Azure Cosmos DB Monitoring with OpenTelemetry - RU Consumption & Latency

Overview

This guide covers monitoring an Azure Cosmos DB account (SQL / NoSQL API) with the OpenTelemetry Collector's azure_monitor receiver. The collector polls Azure Monitor's REST API every 60 seconds for the metrics published by Microsoft.DocumentDB/databaseAccounts, transforms them to OTel-style names, and ships them via OTLP/HTTP to base14 Scout.

The azure_monitor receiver does not connect to Cosmos directly. It queries Azure Monitor's metrics surface for any resource Cosmos auto-publishes to — so the same pattern applies to all five Cosmos APIs (SQL, Mongo, Cassandra, Gremlin, Table) and to other Azure services like Storage, Service Bus, and SQL Database.

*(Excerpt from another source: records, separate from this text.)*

//! Synthetic members derived from erased types and boxing decisions.

mod adapter;
mod class;
mod companion;
mod holder;
mod named;

pub use adapter::{adapt, unbox_method, BOX_METHOD};
pub use companion::ForwarderSet;
pub use named::{NamedArg, NamedCall};

use tyb_codec::metadata::{describe, describe_parameter};
use tyb_codec::{encode, DeclMetadata, Marker};
use tyb_erase::{
    BoundarySite, BoxingAdapter, BoxingPolicy, ErasureContext, TargetType, TypeArg, TypeEraser,
    Usage,
};
use tyb_ir::{naming, DeclId, Model, Parameter, Type};

use crate::def::{ClassDef, MethodDef, Modifiers, ParamDef, TypeParamDef};
use crate::SynthError;

/// Builds synthetic definitions for declarations of one model.
///
/// Everything here is a pure function of the model: the same declaration
/// always yields the same definition.
#[derive(Copy, Clone)]
pub struct Synthesizer<'m> {
    model: &'m Model,
    eraser: TypeEraser<'m>,
    boxing: BoxingPolicy<'m>,
}

impl<'m> Synthesizer<'m> {
    pub fn new(model: &'m Model) -> Self {
        Synthesizer {
            model,
            eraser: TypeEraser::new(model),
            boxing: BoxingPolicy::new(model),
        }
    }

    /// Convert `value` of static type `produced` for a consumer expecting
    /// `required`, inserting a box or unbox call where representations
    /// differ.
    pub fn coerce(
        &self,
        value: crate::Expr,
        produced: &Type,
        required: &Type,
        site: BoundarySite,
    ) -> Result<crate::Expr, SynthError> {
        let from = self.boxing.decide(produced, Usage::Argument);
        let to = self.boxing.decide(required, Usage::Argument);
        let Some(adapter) = self.boxing.check_boundary(from, to, site)? else {
            return Ok(value);
        };
        let wrapper = match adapter {
            BoxingAdapter::Box => self.model.wrapper_of(produced),
            BoxingAdapter::Unbox => self.model.wrapper_of(required),
        };
        Ok(match wrapper {
            Some(wrapper) => adapt(adapter, wrapper, value),
            None => value,
        })
    }

    fn erase(&self, ty: &Type) -> Result<TargetType, SynthError> {
        Ok(self.eraser.erase_ordinary(ty)?)
    }

    /// `None` for `void`: functions returning the top type.
    fn return_type(&self, ty: Option<&Type>) -> Result<Option<TargetType>, SynthError> {
        match ty {
            None => Ok(None),
            Some(ty) if *ty == Type::simple(self.model.lang().void) => Ok(None),
            Some(ty) => self.erase(ty).map(Some),
        }
    }

    fn type_params(&self, params: &[DeclId]) -> Result<Vec<TypeParamDef>, SynthError> {
        params
            .iter()
            .map(|&p| {
                let bounds = self
                    .model
                    .decl(p)
                    .as_type_param()
                    .map_or(&[][..], |tp| tp.satisfied_types.as_slice());
                let mut erased = Vec::with_capacity(bounds.len());
                for bound in bounds {
                    erased.extend(self.eraser.erase(bound, ErasureContext::TypeParamBound, false)?);
                }
                Ok(TypeParamDef {
                    name: self.model.simple_name(p).to_owned(),
                    bounds: erased,
                })
            })
            .collect()
    }

    fn param_def(&self, param: &Parameter) -> Result<ParamDef, SynthError> {
        Ok(ParamDef {
            name: naming::quote_if_keyword(self.model.name(param.name)).into_owned(),
            ty: self.erase(&param.ty)?,
            metadata: Some(describe_parameter(self.model, param).to_sidecar()),
        })
    }

    /// Method with the name, type parameters, first parameter list and return
    /// type of `function`. The body is left to the caller.
    fn method_signature(&self, function: DeclId, modifiers: Modifiers) -> Result<MethodDef, SynthError> {
        self.method_signature_as(function, modifiers, &[])
    }

    /// [`Self::method_signature`] with `subst` applied to the parameter and
    /// return types, for a member seen through a parameterised supertype.
    fn method_signature_as(
        &self,
        function: DeclId,
        modifiers: Modifiers,
        subst: &[(DeclId, Type)],
    ) -> Result<MethodDef, SynthError> {
        let f = self
            .model
            .decl(function)
            .as_function()
            .ok_or_else(|| self.wrong_shape(function, "a method"))?;
        let name = naming::quote_if_keyword(self.model.simple_name(function));
        let mut method = MethodDef::new(name, modifiers);
        method.type_params = self.type_params(&f.type_params)?;
        if let Some(list) = f.parameter_lists.first() {
            for param in &list.params {
                let param = Parameter {
                    ty: param.ty.substitute(subst),
                    ..param.clone()
                };
                method.params.push(self.param_def(&param)?);
            }
        }
        let return_type = f.return_type.as_ref().map(|ty| ty.substitute(subst));
        method.return_type = self.return_type(return_type.as_ref())?;
        let mut meta = describe(self.model, function);
        if !subst.is_empty() {
            meta.type_info = return_type.as_ref().map(|ty| encode(self.model, ty));
        }
        method.metadata = Some(meta.to_sidecar());
        Ok(method)
    }

    /// Getter for an attribute. The body is left to the caller.
    fn getter_signature(&self, value: DeclId, modifiers: Modifiers) -> Result<MethodDef, SynthError> {
        self.getter_signature_as(value, modifiers, &[])
    }

    fn getter_signature_as(
        &self,
        value: DeclId,
        modifiers: Modifiers,
        subst: &[(DeclId, Type)],
    ) -> Result<MethodDef, SynthError> {
        let ty = self
            .model
            .decl(value)
            .as_value()
            .and_then(|v| v.ty.as_ref())
            .ok_or_else(|| self.wrong_shape(value, "a getter"))?
            .substitute(subst);
        let mut getter = MethodDef::new(accessor_name(self.model.simple_name(value)), modifiers)
            .returning(self.erase(&ty)?);
        let mut meta = describe(self.model, value);
        meta.type_info = Some(encode(self.model, &ty));
        getter.metadata = Some(meta.to_sidecar());
        Ok(getter)
    }

    /// Empty class named after a top-level declaration, carrying `meta`
    /// with `marker` as its sidecar.
    fn holder_class(&self, decl: DeclId, mut meta: DeclMetadata, marker: Marker) -> ClassDef {
        let simple = self.model.simple_name(decl);
        let name = naming::quote_if_keyword(simple);
        if name != simple {
            meta.name = Some(simple.to_owned());
        }
        meta.marker = Some(marker);
        let mut modifiers = Modifiers::FINAL;
        if self.model.decl(decl).is_shared() {
            modifiers |= Modifiers::PUBLIC;
        }
        let mut class = ClassDef::new(self.package_name(decl), name, modifiers);
        class.metadata = Some(meta.to_sidecar());
        class
    }

    fn package_name(&self, decl: DeclId) -> &'static str {
        self.model
            .package_of(decl)
            .map_or("", |p| self.model.simple_name(p))
    }

    /// Target type of a class or interface applied to its own type
    /// parameters.
    fn self_type(&self, decl: DeclId) -> TargetType {
        let name = self.model.qualified_name(decl);
        let params = self.model.type_params(decl);
        if params.is_empty() {
            return TargetType::class(name);
        }
        TargetType::generic(
            name,
            params
                .iter()
                .map(|&p| TypeArg::Exact(TargetType::Var(self.model.simple_name(p).to_owned()))),
        )
    }

    fn wrong_shape(&self, decl: DeclId, what: &'static str) -> SynthError {
        SynthError::WrongShape {
            subject: self.model.qualified_name(decl),
            what,
        }
    }
}

/// Target accessor for an attribute. `hash` and `string` map onto the
/// platform's own accessors.
fn accessor_name(attribute: &str) -> String {
    match attribute {
        "hash" => naming::HASH_ACCESSOR.to_owned(),
        "string" => naming::STRING_ACCESSOR.to_owned(),
        _ => naming::getter_name(attribute),
    }
}
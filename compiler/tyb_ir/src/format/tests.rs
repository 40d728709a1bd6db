use pretty_assertions::assert_eq;

use crate::{Model, Type};

#[test]
fn test_format_sugar() {
    let model = Model::new();
    let lang = *model.lang();
    let string = Type::simple(lang.string);
    let integer = Type::simple(lang.integer);

    assert_eq!(model.format_type(&string), "String");
    assert_eq!(model.format_type(&Type::optional(string.clone())), "String?");
    assert_eq!(model.format_type(&model.sequence_of(integer.clone())), "Integer[]");
    // An optional sequence flattens into a three-case union.
    assert_eq!(
        model.format_type(&Type::optional(model.sequence_of(integer))),
        "Bottom|Empty|Sequence<Integer>"
    );
    assert_eq!(model.format_type(&Type::Bottom), "Bottom");
}

#[test]
fn test_format_compound() {
    let model = Model::new();
    let lang = *model.lang();
    let string = Type::simple(lang.string);
    let integer = Type::simple(lang.integer);
    let float = Type::simple(lang.float);

    let union = Type::union([string.clone(), integer.clone()]);
    assert_eq!(model.format_type(&union), "String|Integer");

    let meet = Type::intersection([union.clone(), float]).unwrap_or(Type::Bottom);
    assert_eq!(model.format_type(&meet), "Float&(String|Integer)");

    let seq = Type::nominal(lang.sequence, vec![Type::optional(string)]);
    assert_eq!(model.format_type(&seq), "Sequence<String?>");
}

This guide focuses on the SQL API; the configuration shape generalises.

What you'll monitor

Twelve metrics from Microsoft.DocumentDB/databaseAccounts, sufficient for RU consumption, request rate, storage, and availability dashboards. The receiver renames them from Azure's PascalCase (e.g., TotalRequests) to OTel-style azure_<lowercased>_<aggregation> (e.g., azure_totalrequests_count). A single Azure metric with multiple aggregations becomes one OTel metric per aggregation.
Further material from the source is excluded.